For one, there’s the breath-taking landscape surrounding Kamalia, a quintessentially rural Punjabi town dotted with rolling green fields and rustic scenes straight out of a Khalid Iqbal painting. Watching the sun rise in a pristine sky over fields of gold is a strangely haunting experience for those used to a purely urban existence.
Kamalia is a town whose mention can be found through ancient history. The city, which is now famous for its handwoven khaddar, is linked to Alexander’s legendary Indian campaign of 326 BCE. On this connection, writes renowned travel writer Salman Rashid:
“On the homeward march down the Jhelum, Alexander reached the confluence of this river with the Chenab. Here, instead of continuing on down the river to reach Multan as he was intending to do, he chose the difficult route through the waterless desert that we today know as the Thal. At the end of the first day’s march he reached a town where he found a large number of Multani people taking refuge. Believing that Alexander would come by river, they had left their hometown and marched north through difficult country to reach this unnamed town to remain safe. Alexander cordoned the town’s defensive wall. The natives put up stiff resistance, but there being only (on Greek authority) 2000 fighting men (surely an exaggeration), the town capitulated when the entire lot of soldiers were killed. Historians and classical geographers agree that this unnamed town at the east edge of the desert was none other than Kamalia.”

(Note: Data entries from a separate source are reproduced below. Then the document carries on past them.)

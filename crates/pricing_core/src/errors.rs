//! Error types for the pricing pipeline

use crate::gbdt::ModelError;
use thiserror::Error;

/// Errors raised by the shared feature pipeline.
///
/// `Validation` rejects a single record and never aborts a batch.
/// `Schema` signals a version skew between fit time and serve time and is
/// fatal for the batch that observed it.
#[derive(Error, Debug)]
pub enum PipelineError {
    /// Input violates a stated range or non-null invariant
    #[error("Validation failed for `{field}`: {reason}")]
    Validation { field: String, reason: String },

    /// Required field missing or feature vector length/order mismatch
    #[error("Schema mismatch: {0}")]
    Schema(String),

    /// I/O error
    #[error("I/O error: {0}")]
    Io(#[from] std::io::Error),

    /// Serialization error
    #[error("Serialization error: {0}")]
    Serialization(#[from] serde_json::Error),

    /// Price model error
    #[error("Model error: {0}")]
    Model(#[from] ModelError),
}

impl PipelineError {
    pub fn validation(field: impl Into<String>, reason: impl Into<String>) -> Self {
        Self::Validation {
            field: field.into(),
            reason: reason.into(),
        }
    }

    pub fn schema(reason: impl Into<String>) -> Self {
        Self::Schema(reason.into())
    }

    /// True when only the offending record should be rejected.
    pub fn is_record_scoped(&self) -> bool {
        matches!(self, Self::Validation { .. })
    }
}

/// Result type for pipeline operations
pub type Result<T> = std::result::Result<T, PipelineError>;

Under British rule, the area benefitted from the development of a canal system and the desert town gave way to rich farmland. Fast-forward to modern day, and it is one particular private farm in Kamalia that has been Fatima’s destination – her first major project in Pakistan since her move back from Istanbul over a year ago.

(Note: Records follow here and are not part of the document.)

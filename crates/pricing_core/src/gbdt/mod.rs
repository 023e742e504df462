//! Deterministic gradient-boosted tree price model
//!
//! - Fixed-point integer traversal; floats only at the quantize boundary
//! - Canonical JSON model files with BLAKE3 hashes
//! - Tree traversal goes left on `feature <= threshold`

pub mod model;
pub mod tree;

pub use model::{dequantize, quantize, tree_contribution, Model, ModelError, SCALE};
pub use tree::{Node, Tree};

Time seems to stand still at this idyllic country retreat, owned by Asma Ramday of Polo Lounge and The Pantry, that not only serves as the perfect weekend getaway for the family but also the site for her polo stables. Fatima, who undertook the design and construction of the acres of outdoor area that include the stables, has created an oasis that seamlessly harmonizes design and nature.

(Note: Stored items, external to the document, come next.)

//! MHD pricing service entry point

use anyhow::{Context, Result};
use mhd_pricing_service::config::ENV_CONFIG;
use mhd_pricing_service::{start_server, AppState, PredictionService, ServiceConfig, ServingContext};
use std::path::PathBuf;
use std::sync::Arc;
use tracing::{info, warn};
use tracing_subscriber::EnvFilter;

#[tokio::main]
async fn main() -> Result<()> {
    let config_path = std::env::var(ENV_CONFIG).ok().map(PathBuf::from);
    let config = ServiceConfig::load(config_path.as_deref()).context("Failed to load configuration")?;

    let filter = EnvFilter::try_from_default_env()
        .unwrap_or_else(|_| EnvFilter::new(config.log_level.as_str()));
    tracing_subscriber::fmt()
        .with_env_filter(filter)
        .try_init()
        .map_err(|e| anyhow::anyhow!("Failed to set tracing subscriber: {e}"))?;

    info!("Starting MHD Pricing Service v{}", env!("CARGO_PKG_VERSION"));
    if let Some(path) = &config_path {
        info!("Configuration loaded from {}", path.display());
    }

    let context = ServingContext::load(&config).context("Failed to load serving state")?;
    if !context.is_model_loaded() {
        warn!("Running in heuristic mode");
    }

    let service = PredictionService::new(Arc::new(context), config.band_fraction);
    let state = Arc::new(AppState::new(service));
    start_server(state, config.socket_addr()?).await
}
//! Canonical JSON serialization for reproducible artifacts
//!
//! Object keys are sorted recursively; array order is preserved, which keeps
//! the positional encoding contract intact. Artifacts written this way hash
//! identically across runs and platforms.

use serde::Serialize;
use serde_json::{ser::PrettyFormatter, Serializer, Value};
use std::collections::BTreeMap;

/// Recursively sort JSON object keys.
fn canonicalize(value: Value) -> Value {
    match value {
        Value::Object(map) => {
            let sorted: BTreeMap<String, Value> =
                map.into_iter().map(|(k, v)| (k, canonicalize(v))).collect();
            Value::Object(sorted.into_iter().collect())
        }
        Value::Array(items) => Value::Array(items.into_iter().map(canonicalize).collect()),
        other => other,
    }
}

/// Compact canonical JSON (no whitespace); the form that gets hashed.
pub fn to_canonical_json<T: Serialize>(value: &T) -> Result<String, serde_json::Error> {
    let canonical = canonicalize(serde_json::to_value(value)?);
    serde_json::to_string(&canonical)
}

/// Indented canonical JSON for human-readable artifacts.
pub fn to_canonical_json_pretty<T: Serialize>(value: &T) -> Result<String, serde_json::Error> {
    let canonical = canonicalize(serde_json::to_value(value)?);
    let mut buffer = Vec::new();
    let mut serializer = Serializer::with_formatter(&mut buffer, PrettyFormatter::with_indent(b"  "));
    canonical.serialize(&mut serializer)?;
    // serde_json only emits UTF-8
    Ok(String::from_utf8_lossy(&buffer).into_owned())
}

/// BLAKE3 of the compact canonical form, hex encoded.
pub fn hash_canonical_hex<T: Serialize>(value: &T) -> Result<String, serde_json::Error> {
    let json = to_canonical_json(value)?;
    Ok(hex::encode(blake3::hash(json.as_bytes()).as_bytes()))
}

#[cfg(test)]
mod tests {
    use super::*;

    #[derive(Serialize)]
    struct Sample {
        zeta: Vec<&'static str>,
        alpha: i64,
    }

    #[test]
    fn sorts_keys_and_keeps_array_order() {
        let sample = Sample {
            zeta: vec!["b", "a"],
            alpha: 1,
        };
        let json = to_canonical_json(&sample).unwrap();
        assert_eq!(json, r#"{"alpha":1,"zeta":["b","a"]}"#);
    }

    #[test]
    fn pretty_form_parses_to_same_value() {
        let sample = Sample {
            zeta: vec!["x"],
            alpha: 7,
        };
        let compact: Value = serde_json::from_str(&to_canonical_json(&sample).unwrap()).unwrap();
        let pretty: Value =
            serde_json::from_str(&to_canonical_json_pretty(&sample).unwrap()).unwrap();
        assert_eq!(compact, pretty);
    }

    #[test]
    fn hash_is_stable() {
        let sample = Sample {
            zeta: vec!["b", "a"],
            alpha: 1,
        };
        let h1 = hash_canonical_hex(&sample).unwrap();
        let h2 = hash_canonical_hex(&sample).unwrap();
        assert_eq!(h1, h2);
        assert_eq!(h1.len(), 64);
    }
}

A rustic-looking paddock, fenced in with real tree branches, provides the striking focal point as soon you walk inside. To the left is an open courtyard furnished with charpoys decorated with colourful pillows, the perfect place to laze upon and soak up the winter sun as you watch the beautiful horses gallop in the paddocks in front. To the right are the stables themselves, fronted by a magnificent stable door and topped by a charming thatched roof reminiscent of traditional village houses. Interesting details, such as discarded horse shoes to pattern the bolts and locks on the door, and upside down karahis (woks) hung on chains as light fixtures, give it a contemporary twist.
“The client wanted to maintain a rustic, village feel and reuse materials from the previous site. For me, the challenge was to design in such a way that I could make use of most of what was already available. It’s easy to design when you have a blank canvas but to do it within a confined area and with predetermined materials takes painstaking thought and effort,” says Fatima.
It’s a challenge that the architect has risen to admirably, for in the stunning space, very little seems to have gone to waste. Even old discarded tree logs have been fashioned into benches near the outdoor kitchen, ideal for enjoying a traditional breakfast cooked over wood-fire (there is no gas in the farmhouse).
A similar concept of conservation has been applied to the swimming pool, currently under construction, which will be filled with water straight from the tube well that will ultimately be used for irrigation. “The idea was to make sure that the water is recycled, not wasted. The swimming pool is designed to pull fresh water straight from the tube well. From the pool, it flows into a pond and then to the fields,” explains Fatima.